Huang feels that in recent years, Taiwan's blooming seasons have gone haywire, causing worker bees to fight harder to get access to flower and honey and shortening their life spans from 60 to 20 days. As a result, bee production has fallen by two-thirds over the past five years.

The disappearance of bees, Huang insists, is a major issue, because 90 percent of the more than 1,300 crop species necessary for human survival are pollinated by bees. Aside from betel nut and pineapple, Taiwan alone has more than 40 types of fruits and vegetables that rely on the pollination of bees.

"Without bees, plants will grow deformed fruit," Huang says. That would be catastrophic, because while the value of direct output by bees in Taiwan approaches NT$1 billion, they are also indirectly responsible for NT$50 billion worth of agricultural crops.

Strengthening Research to Combat Warming

With plenty to lose from climate change, Taiwan is one of the world's pioneers in looking for ways to help plants adapt to a warming climate.

Rice expert Dah-Jiang Liu, the director-general of the Taiwan Agricultural Research Institute, says Taiwan in fact got an early jump on confronting the impact of climate change on agriculture. For instance, Taiwan originally only grew the indica variety of rice, but introduced japonica rice from Japan over 100 years ago, making it the southernmost latitude at which the subspecies was grown. As a result, Taiwan's japonica rice is now better able to withstand heat than japonica varieties grown elsewhere.

Temperate fruits such as apples, pears and peaches that in the past could only be grown in Taiwan's mountainous areas are now cultivated in low-lying areas. Liu says that Taiwan has also raised low-chill varieties of temperate fruit trees at higher minimum temperatures than any other country in the world. "We have already adapted them to warmer temperatures," he explains.

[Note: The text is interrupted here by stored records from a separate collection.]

use super::*;
use crate::foundation::core::{Fps, FrameIndex};

fn params(text: &str) -> AnimationParams {
    AnimationParams {
        text: text.to_string(),
        ..AnimationParams::default()
    }
}

fn ctx(frame: u64) -> FrameContext {
    FrameContext::new(frame, Fps::whole(30))
}

struct LinearSpring;

impl SpringFunction for LinearSpring {
    fn sample(&self, frame: FrameIndex, _fps: Fps, config: &SpringConfig) -> f64 {
        assert_eq!(config.damping, TITLE_DAMPING);
        frame.0 as f64 / 10.0
    }
}

#[test]
fn two_lines_at_frame_zero_start_near_zero_scale() {
    let st = TitleAnimator::new().state(&params("A\nB"), ctx(0));
    assert_eq!(st.lines, vec!["A".to_string(), "B".to_string()]);
    assert!(st.scale.abs() < 1e-9);
}

#[test]
fn scale_saturates_past_duration() {
    let anim = TitleAnimator::new();
    for f in [90, 150, 1_000, 100_000] {
        let st = anim.state(&params("x"), ctx(f));
        assert!((st.scale - 1.0).abs() < 1e-3, "frame {f}");
    }
}

#[test]
fn empty_text_renders_no_lines() {
    let anim = TitleAnimator::new();
    assert!(anim.state(&params(""), ctx(5)).lines.is_empty());
    let desc = anim.render(&params(""), ctx(5));
    let Node::Box(block) = &desc.root.children[0] else {
        panic!("expected scaled box");
    };
    assert!(block.children.is_empty());
}

#[test]
fn split_lines_keeps_order_and_blank_lines() {
    assert_eq!(split_lines("a\n\nb\r\nc"), vec!["a", "", "b", "c"]);
    assert_eq!(split_lines("a\n"), vec!["a", ""]);
}

#[test]
fn description_carries_colors_and_scale() {
    let mut p = params("Hello\nWorld");
    p.title_color = "#ff0000".to_string();
    p.bg_color = "#00ff00".to_string();
    let desc = TitleAnimator::with_spring(LinearSpring).render(&p, ctx(5));

    assert_eq!(desc.background, "#00ff00");
    assert_eq!(desc.root.anchor, Anchor::Center);
    let Node::Box(block) = &desc.root.children[0] else {
        panic!("expected scaled box");
    };
    assert!((block.scale - 0.5).abs() < 1e-12);
    assert_eq!(block.children.len(), 2);
    for (child, expected) in block.children.iter().zip(["Hello", "World"]) {
        let Node::Text(t) = child else {
            panic!("expected text line");
        };
        assert_eq!(t.content, expected);
        assert_eq!(t.style.color, "#ff0000");
        assert_eq!(t.style.family, FontFamily::SansSerif);
        assert_eq!(t.style.size_px, TITLE_FONT_SIZE_PX);
    }
}

#[test]
fn render_is_idempotent() {
    let anim = TitleAnimator::new();
    let p = params("Welcome to\nBusiness Automation");
    for f in [0, 7, 42, 149] {
        assert_eq!(anim.render(&p, ctx(f)), anim.render(&p, ctx(f)));
    }
}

Liu openly acknowledges, however, that if temperatures continue to rise, it will affect the livelihoods of tens of thousands of farmers in Taiwan who currently cultivate NT$12.5 billion worth of temperate fruit trees. The Taiwan Agricultural Research Institute's current mission, Liu says, is to develop even more temperature-resistant fruit tree varieties, as well as crop varieties that are better able to withstand high temperatures, drought and disease and are more salt-tolerant. 

He worries, though, that increasingly high temperatures will affect water supplies, because water shortages could disrupt Taiwan's harvests of rice, the country's most self-sufficient crop. Thus, his institute is presently engaged in developing drought-resistant rice strains and strengthening rice's ability to survive adverse conditions.

Springs without bees. Winters without mullets. Some people may believe that these phenomena have nothing to do with their daily lives. But nature's changing course not only limits the diversity of our food chain, it will also decide the fate of humanity. We all have become the new refugees of climate change.

The question is no longer, "What's for dinner?" but, "What's still left to eat?"